Les prix du pétrole ont avancé mercredi, car les tensions accrues entre les États-Unis et l'Iran au Moyen-Orient ont alimenté les inquiétudes quant à l'offre, faisant grimper le baril de brut Brent au-dessus de 85 dollars.
Les contrats à terme du Brent pour livraison en octobre ont enregistré une hausse de 1,2 % à 85,45 $ le baril à 08h30 HNE, poursuivant l'augmentation enregistrée la séance précédente. L'indice pour le West Texas Intermediate (WTI) pour le même mois a avancé de 1,1 % à 81,80 $ le baril.
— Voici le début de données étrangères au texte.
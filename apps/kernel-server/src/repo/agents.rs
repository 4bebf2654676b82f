// [[AXON]]/apps/kernel-server/src/repo/agents.rs
// Purpose: Agent registry rows and session records.
// Architecture: Repository Layer
// Dependencies: sqlx

use chrono::Utc;
use sqlx::Row;
use std::collections::HashSet;
use uuid::Uuid;

use super::{enum_from_str, enum_to_str, Db, RepoError, RepoResult};
use crate::models::{Agent, AgentStatus, Session, SessionMode};

const AGENT_COLUMNS: &str = "id, tenant_id, capabilities, status, active_tasks, queued_tasks, \
     success_rate, avg_completion_secs, availability, cost_rate, last_heartbeat, registered_at";

pub struct AgentRepo {
    db: Db,
}

impl AgentRepo {
    pub fn new(db: Db) -> Self {
        AgentRepo { db }
    }

    fn from_row(row: &sqlx::postgres::PgRow) -> RepoResult<Agent> {
        let status: String = row.try_get("status")?;
        let capabilities: Vec<String> = row.try_get("capabilities")?;
        let active_tasks: i32 = row.try_get("active_tasks")?;
        let queued_tasks: i32 = row.try_get("queued_tasks")?;
        Ok(Agent {
            id: row.try_get("id")?,
            tenant_id: row.try_get("tenant_id")?,
            capabilities: capabilities.into_iter().collect::<HashSet<_>>(),
            status: enum_from_str::<AgentStatus>(&status)?,
            active_tasks: active_tasks.max(0) as u32,
            queued_tasks: queued_tasks.max(0) as u32,
            success_rate: row.try_get("success_rate")?,
            avg_completion_secs: row.try_get("avg_completion_secs")?,
            availability: row.try_get("availability")?,
            cost_rate: row.try_get("cost_rate")?,
            last_heartbeat: row.try_get("last_heartbeat")?,
            registered_at: row.try_get("registered_at")?,
        })
    }

    /// Register or refresh an agent on connection. Capability and status
    /// updates ride along; counters are preserved across reconnects.
    pub async fn upsert(&self, agent: &Agent) -> RepoResult<Agent> {
        let caps: Vec<String> = agent.capabilities.iter().cloned().collect();
        let row = self
            .db
            .bound(
                sqlx::query(&format!(
                    "INSERT INTO agents (id, tenant_id, capabilities, status, active_tasks, \
                     queued_tasks, success_rate, avg_completion_secs, availability, cost_rate, \
                     last_heartbeat, registered_at) \
                     VALUES ($1, $2, $3, $4, $5, $6, $7, $8, $9, $10, $11, $11) \
                     ON CONFLICT (tenant_id, id) DO UPDATE SET \
                     capabilities = EXCLUDED.capabilities, status = EXCLUDED.status, \
                     cost_rate = EXCLUDED.cost_rate, last_heartbeat = EXCLUDED.last_heartbeat \
                     RETURNING {}",
                    AGENT_COLUMNS
                ))
                .bind(&agent.id)
                .bind(agent.tenant_id)
                .bind(caps)
                .bind(enum_to_str(&agent.status))
                .bind(agent.active_tasks as i32)
                .bind(agent.queued_tasks as i32)
                .bind(agent.success_rate)
                .bind(agent.avg_completion_secs)
                .bind(agent.availability)
                .bind(agent.cost_rate)
                .bind(Utc::now())
                .fetch_one(self.db.writer()),
            )
            .await?;
        Self::from_row(&row)
    }

    pub async fn get(&self, tenant_id: Uuid, id: &str) -> RepoResult<Agent> {
        let row = self
            .db
            .bound(
                sqlx::query(&format!(
                    "SELECT {} FROM agents WHERE tenant_id = $1 AND id = $2",
                    AGENT_COLUMNS
                ))
                .bind(tenant_id)
                .bind(id)
                .fetch_optional(self.db.reader()),
            )
            .await?
            .ok_or(RepoError::NotFound)?;
        Self::from_row(&row)
    }

    pub async fn list(&self, tenant_id: Uuid) -> RepoResult<Vec<Agent>> {
        let rows = self
            .db
            .bound(
                sqlx::query(&format!(
                    "SELECT {} FROM agents WHERE tenant_id = $1 ORDER BY id",
                    AGENT_COLUMNS
                ))
                .bind(tenant_id)
                .fetch_all(self.db.reader()),
            )
            .await?;
        rows.iter().map(Self::from_row).collect()
    }

    pub async fn heartbeat(&self, tenant_id: Uuid, id: &str, status: AgentStatus) -> RepoResult<()> {
        let result = self
            .db
            .bound(
                sqlx::query(
                    "UPDATE agents SET last_heartbeat = $1, status = $2 \
                     WHERE tenant_id = $3 AND id = $4",
                )
                .bind(Utc::now())
                .bind(enum_to_str(&status))
                .bind(tenant_id)
                .bind(id)
                .execute(self.db.writer()),
            )
            .await?;
        if result.rows_affected() == 0 {
            return Err(RepoError::NotFound);
        }
        Ok(())
    }

    /// Flip agents whose heartbeat lapsed past the window to offline.
    /// Returns the ids that changed.
    pub async fn sweep_offline(&self, window_secs: u64) -> RepoResult<Vec<(Uuid, String)>> {
        let cutoff = Utc::now() - chrono::Duration::seconds(window_secs as i64);
        let rows = self
            .db
            .bound(
                sqlx::query(
                    "UPDATE agents SET status = 'offline' \
                     WHERE status <> 'offline' AND last_heartbeat < $1 \
                     RETURNING tenant_id, id",
                )
                .bind(cutoff)
                .fetch_all(self.db.writer()),
            )
            .await?;
        rows.iter()
            .map(|row| Ok((row.try_get("tenant_id")?, row.try_get("id")?)))
            .collect()
    }

    /// Workload counter updates are additive so concurrent transitions from
    /// different gateway handlers never clobber each other.
    pub async fn adjust_workload(
        &self,
        tenant_id: Uuid,
        id: &str,
        active_delta: i32,
        queued_delta: i32,
    ) -> RepoResult<()> {
        self.db
            .bound(
                sqlx::query(
                    "UPDATE agents SET \
                     active_tasks = GREATEST(active_tasks + $1, 0), \
                     queued_tasks = GREATEST(queued_tasks + $2, 0) \
                     WHERE tenant_id = $3 AND id = $4",
                )
                .bind(active_delta)
                .bind(queued_delta)
                .bind(tenant_id)
                .bind(id)
                .execute(self.db.writer()),
            )
            .await?;
        Ok(())
    }

    /// Fold one terminal task outcome into the rolling performance
    /// aggregates (exponential moving average, alpha 0.1).
    pub async fn record_outcome(
        &self,
        tenant_id: Uuid,
        id: &str,
        success: bool,
        completion_secs: f64,
    ) -> RepoResult<()> {
        self.db
            .bound(
                sqlx::query(
                    "UPDATE agents SET \
                     success_rate = success_rate * 0.9 + $1 * 0.1, \
                     avg_completion_secs = CASE WHEN avg_completion_secs = 0 THEN $2 \
                         ELSE avg_completion_secs * 0.9 + $2 * 0.1 END \
                     WHERE tenant_id = $3 AND id = $4",
                )
                .bind(if success { 1.0f64 } else { 0.0f64 })
                .bind(completion_secs)
                .bind(tenant_id)
                .bind(id)
                .execute(self.db.writer()),
            )
            .await?;
        Ok(())
    }
}

// === SESSIONS ===

const SESSION_COLUMNS: &str = "id, agent_id, tenant_id, mode, created_at, last_activity, \
     ttl_secs, refresh_token_hash, subscriptions";

pub struct SessionRepo {
    db: Db,
}

impl SessionRepo {
    pub fn new(db: Db) -> Self {
        SessionRepo { db }
    }

    fn from_row(row: &sqlx::postgres::PgRow) -> RepoResult<Session> {
        let mode: String = row.try_get("mode")?;
        let subscriptions: Vec<String> = row.try_get("subscriptions")?;
        let ttl_secs: i64 = row.try_get("ttl_secs")?;
        Ok(Session {
            id: row.try_get("id")?,
            agent_id: row.try_get("agent_id")?,
            tenant_id: row.try_get("tenant_id")?,
            mode: enum_from_str::<SessionMode>(&mode)?,
            created_at: row.try_get("created_at")?,
            last_activity: row.try_get("last_activity")?,
            ttl_secs: ttl_secs.max(0) as u64,
            refresh_token_hash: row.try_get("refresh_token_hash")?,
            subscriptions: subscriptions.into_iter().collect(),
        })
    }

    pub async fn create(&self, session: &Session) -> RepoResult<()> {
        let subs: Vec<String> = session.subscriptions.iter().cloned().collect();
        self.db
            .bound(
                sqlx::query(
                    "INSERT INTO sessions (id, agent_id, tenant_id, mode, created_at, \
                     last_activity, ttl_secs, refresh_token_hash, subscriptions) \
                     VALUES ($1, $2, $3, $4, $5, $6, $7, $8, $9)",
                )
                .bind(session.id)
                .bind(&session.agent_id)
                .bind(session.tenant_id)
                .bind(enum_to_str(&session.mode))
                .bind(session.created_at)
                .bind(session.last_activity)
                .bind(session.ttl_secs as i64)
                .bind(&session.refresh_token_hash)
                .bind(subs)
                .execute(self.db.writer()),
            )
            .await?;
        Ok(())
    }

    pub async fn touch(&self, id: Uuid) -> RepoResult<()> {
        self.db
            .bound(
                sqlx::query("UPDATE sessions SET last_activity = $1 WHERE id = $2")
                    .bind(Utc::now())
                    .bind(id)
                    .execute(self.db.writer()),
            )
            .await?;
        Ok(())
    }

    pub async fn set_refresh_token_hash(&self, id: Uuid, hash: &str) -> RepoResult<()> {
        self.db
            .bound(
                sqlx::query("UPDATE sessions SET refresh_token_hash = $1 WHERE id = $2")
                    .bind(hash)
                    .bind(id)
                    .execute(self.db.writer()),
            )
            .await?;
        Ok(())
    }

    pub async fn set_subscriptions(&self, id: Uuid, subs: &[String]) -> RepoResult<()> {
        self.db
            .bound(
                sqlx::query("UPDATE sessions SET subscriptions = $1 WHERE id = $2")
                    .bind(subs.to_vec())
                    .bind(id)
                    .execute(self.db.writer()),
            )
            .await?;
        Ok(())
    }

    pub async fn delete(&self, id: Uuid) -> RepoResult<()> {
        self.db
            .bound(
                sqlx::query("DELETE FROM sessions WHERE id = $1")
                    .bind(id)
                    .execute(self.db.writer()),
            )
            .await?;
        Ok(())
    }

    pub async fn list(&self, tenant_id: Uuid) -> RepoResult<Vec<Session>> {
        let rows = self
            .db
            .bound(
                sqlx::query(&format!(
                    "SELECT {} FROM sessions WHERE tenant_id = $1 ORDER BY created_at DESC",
                    SESSION_COLUMNS
                ))
                .bind(tenant_id)
                .fetch_all(self.db.reader()),
            )
            .await?;
        rows.iter().map(Self::from_row).collect()
    }

    /// Remove rows whose TTL lapsed; the gateway prunes its in-memory table
    /// on the same sweep.
    pub async fn sweep_expired(&self) -> RepoResult<u64> {
        let result = self
            .db
            .bound(
                sqlx::query(
                    "DELETE FROM sessions \
                     WHERE last_activity + make_interval(secs => ttl_secs) < $1",
                )
                .bind(Utc::now())
                .execute(self.db.writer()),
            )
            .await?;
        Ok(result.rows_affected())
    }
}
Cette hausse reflète les inquiétudes du marché face à des perturbations potentielles des flux de brut dans le détroit d'Ormuz, qui constitue un point de blocage critique pour les livraisons mondiales de pétrole.
Les analystes mettent en exergue le risque d'actions de représailles ou de confrontation militaire directe entre Washington et Téhéran comme élément clé de la hausse des prix. Les États-Unis ont maintenu une présence militaire dans la région, tandis que l'Iran a averti des réponses possibles en réponse aux récentes frappes et provocations. «Le marché prend en compte un risque non nul d'un choc d'approvisionnement», a déclaré un stratégiste des matières premières chez une grande banque, soulignant que toute interruption pourrait rapidement resserrer les stocks mondiaux.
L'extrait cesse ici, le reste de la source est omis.